Per dare vita a questo mondo, Del Toro sfrutta l’animazione, affidandosi alla tecnica della stop-motion (resa nota da La sposa cadavere e Nightmare Before Christmas), supportato dal regista Mark Gustafson. Quindici anni di lavorazione in cui reinventare i personaggi, conferendo un nuovo accattivante design. Al Pinocchio mal intagliato si accosta quindi un Geppetto (David Bradley) logorato dalla perdita, trascurato e ancorato ad un passato che non gli consente di accettare il burattino di legno come figlio.

Gli altri personaggi di Pinocchio di Guillermo del Toro

Sebastian il Grillo
Sebastian il Grillo

I personaggi del Gatto e la Volpe e di Mangiafuoco sono fusi in un’unica entità dai tratti luciferini quale è il decaduto Conte (Christoph Waltz), affiancato dalla scimmia maltrattata Spazzatura, impreziosita dalla performance vocale di Cate Blanchette. É introdotta la figura del Podestà (Ron Perlman), padre di Lucignolo ed ufficiale fascista, mosso dall’obbedienza cieca al Duce. Un approccio metacinematografico, dunque, nel rappresentare tramite dei fantocci in silicone un’epoca in cui dei “burattini” eseguivano ordini privi di una propria morale.

Subentrano quindi una serie di personaggi fantastici accomunati dalla colorazione blu-viola ultraterrena. Facciamo la conoscenza del futuro inquilino di Pinocchio, Sebastian il Grillo (Ewan McGregor), erudito giramondo. Entriamo soprattutto in contatto con due creature prelevate dalla mitologia e dalla tradizione biblica, l’entità della Vita, o Spirito del Bosco, e della Morte (ambedue con la voce di Tilda Swinton) che reinterpretano la più conosciuta Fata Turchina.
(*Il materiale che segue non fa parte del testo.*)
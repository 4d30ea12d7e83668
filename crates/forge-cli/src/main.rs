use clap::{Parser, Subcommand};
use forge_cli::commands::{
    config::{self, ConfigAction},
    docs, package, publish, run, validate,
};
use forge_cli::{common::init_tracing, GlobalOpts};

#[derive(Parser)]
#[command(name = "plugin-forge")]
#[command(version = env!("CARGO_PKG_VERSION"))]
#[command(
    about = "Plugin packaging for CI",
    long_about = "plugin-forge validates, packages, publishes and documents launcher plugins."
)]
struct Cli {
    #[command(flatten)]
    global: GlobalOpts,

    #[command(subcommand)]
    command: Commands,
}

#[derive(Subcommand)]
enum Commands {
    /// Validate plugin manifests
    Validate(validate::ValidateCommand),
    /// Build archives and checksums
    Package(package::PackageCommand),
    /// Package and publish to GitHub Releases and/or an OCI registry
    Publish(publish::PublishCommand),
    /// Generate versioned HTML documentation from published archives
    Docs(docs::DocsCommand),
    /// Validate, package, publish and document in one step
    Run(run::RunCommand),
    /// Inspect configuration
    #[command(subcommand_required = true, arg_required_else_help = true)]
    Config {
        #[command(subcommand)]
        action: ConfigAction,
    },
}

fn main() {
    let cli = Cli::parse();
    let verbosity = cli.global.verbosity_level();

    if let Err(e) = forge_logger::init_with_verbosity(verbosity, None) {
        eprintln!("Warning: Failed to initialize logger: {}", e);
    }
    init_tracing(verbosity);

    let result = match cli.command {
        Commands::Validate(cmd) => validate::handle_validate(cmd, &cli.global),
        Commands::Package(cmd) => package::handle_package(cmd, &cli.global),
        Commands::Publish(cmd) => publish::handle_publish(cmd, &cli.global),
        Commands::Docs(cmd) => docs::handle_docs(cmd, &cli.global),
        Commands::Run(cmd) => run::handle_run(cmd, &cli.global),
        Commands::Config { action } => config::handle_config(action, &cli.global),
    };

    if let Err(e) = result {
        forge_logger::error(&format!("{:#}", e));
        if verbosity > 0 {
            forge_logger::show_log_path();
        }
        std::process::exit(1);
    }
}
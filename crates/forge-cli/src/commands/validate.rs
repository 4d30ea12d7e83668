use crate::GlobalOpts;
use anyhow::{bail, Result};
use clap::Args;
use colored::Colorize;
use forge_manifest::{validate_all, ValidationReport};
use std::path::{Path, PathBuf};

#[derive(Args, Debug, Clone)]
pub struct ValidateCommand {
    /// Directory containing one subdirectory per plugin (default: package.source-dir or ./plugins)
    pub dir: Option<PathBuf>,

    /// Print the full report as JSON on stdout
    #[arg(long)]
    pub json: bool,
}

/// Validate every plugin under `root` and print the outcome.
/// Returns the report; callers decide whether invalid plugins are fatal.
pub fn validate_root(root: &Path, opts: &GlobalOpts) -> Result<ValidationReport> {
    let report = validate_all(root)?;

    if report.plugins.is_empty() {
        forge_logger::warn(&format!("No plugins found in {}", root.display()));
        return Ok(report);
    }

    for plugin in &report.plugins {
        let result = &plugin.result;
        if result.is_valid() {
            forge_logger::success(&format!("{} is valid", plugin.name));
        } else {
            forge_logger::error(&format!(
                "{} ({}) is invalid",
                plugin.name,
                plugin.dir.display()
            ));
            for error in result.errors() {
                eprintln!("  {} {}", "-".red(), error);
            }
        }
        for warning in result.warnings() {
            if opts.verbosity_level() > 0 || !result.is_valid() {
                eprintln!("  {} {}", "warning:".yellow(), warning);
            } else {
                forge_logger::warn(&format!("{}: {}", plugin.name, warning));
            }
        }
    }

    let invalid = report.invalid().count();
    forge_logger::info(&format!(
        "Validated {} plugin(s): {} invalid, {} warning(s)",
        report.plugins.len(),
        invalid,
        report.warning_count()
    ));
    Ok(report)
}

pub fn handle_validate(cmd: ValidateCommand, opts: &GlobalOpts) -> Result<()> {
    let config = opts.load_config()?;
    let root = cmd.dir.unwrap_or_else(|| config.source_dir());

    let report = validate_root(&root, opts)?;
    if cmd.json {
        println!("{}", serde_json::to_string_pretty(&report)?);
    }

    let invalid = report.invalid().count();
    if invalid > 0 {
        bail!("{} plugin(s) failed validation", invalid);
    }
    Ok(())
}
Già iconici i conigli neri servitori della Morte.

Obbedienza o oppressione

Manifesto fascista nel paese di Pinocchio
Manifesto fascista nel paese di Pinocchio

Del Toro parte dal presupposto del libro di Collodi, in cui la centralità era la correzione e l’obbedienza al mondo degli adulti, ma sposta l’attenzione sul pericolo dell’omologazione che conduce all’oppressione del diverso. Il film prende quindi una forte piega satirica, raggiungendo il suo apice nel rappresentare un goffo Mussolini e trasformando il paese dei Balocchi in un campo d’addestramento per la gioventù Balilla.

In tutto questo, Pinocchio spicca per la sua vena ribelle, per la spontaneità tipica di un bambino. Deve certamente imparare a stare al mondo ma dal primo istante è vessato come demone e non realizza perché, seppur di legno e inizialmente incompiuto come lui, non è amato come il crocifisso costruito sempre da Geppetto. Se nel Pinocchio originale il percorso era prettamente interiore, nella versione di Del Toro risulta esteriore. Protagonista del cambiamento è chi si interfaccia con il burattino e tramite lui ritrova una chiamata alla libertà.

Vita e Morte

Pinocchio e la Morte
Pinocchio e la Morte

Due elementi imprescindibili del cinema di Guillermo del Toro sono appunto la Vita e la Morte, dicotomia che in Pinocchio ritroviamo con un tocco agrodolce. Essere plasmato in un bambino vero non è più un passaggio catartico perché a definire il nostro essere umani è il legame che abbiamo con la vita. Il girovagare su questa Terra è scandito infatti dal tempo e a determinare la differenza tra un bambino ed un burattino di legno è la sua finitezza, l’insovvertibile incontro con la morte.

Una presenza costante sin dai primi fotogrammi con la tragica dipartita di Carlo, unico legame di Geppetto, che rammenta il coinvolgimento degli innocenti nel conflitto. Pinocchio deve scontrarsi con questa brutale realtà ma, guidato dalla sua coscienza e cuore, dà “il suo meglio, e il suo meglio è il meglio che c’è” nell’elargire una spinta vitale.

Un film malinconico ma pieno di amore, con un punto di vista ben specifico, dimostrante la multiformità di un racconto immortale. Attraverso la sua artigianalità e profondità, Pinocchio di Guillermo del Toro è in grado di spezzare quel velo che separa un film per famiglie da uno per adulti, rivendicando il ruolo dell’animazione nel cinema tutto.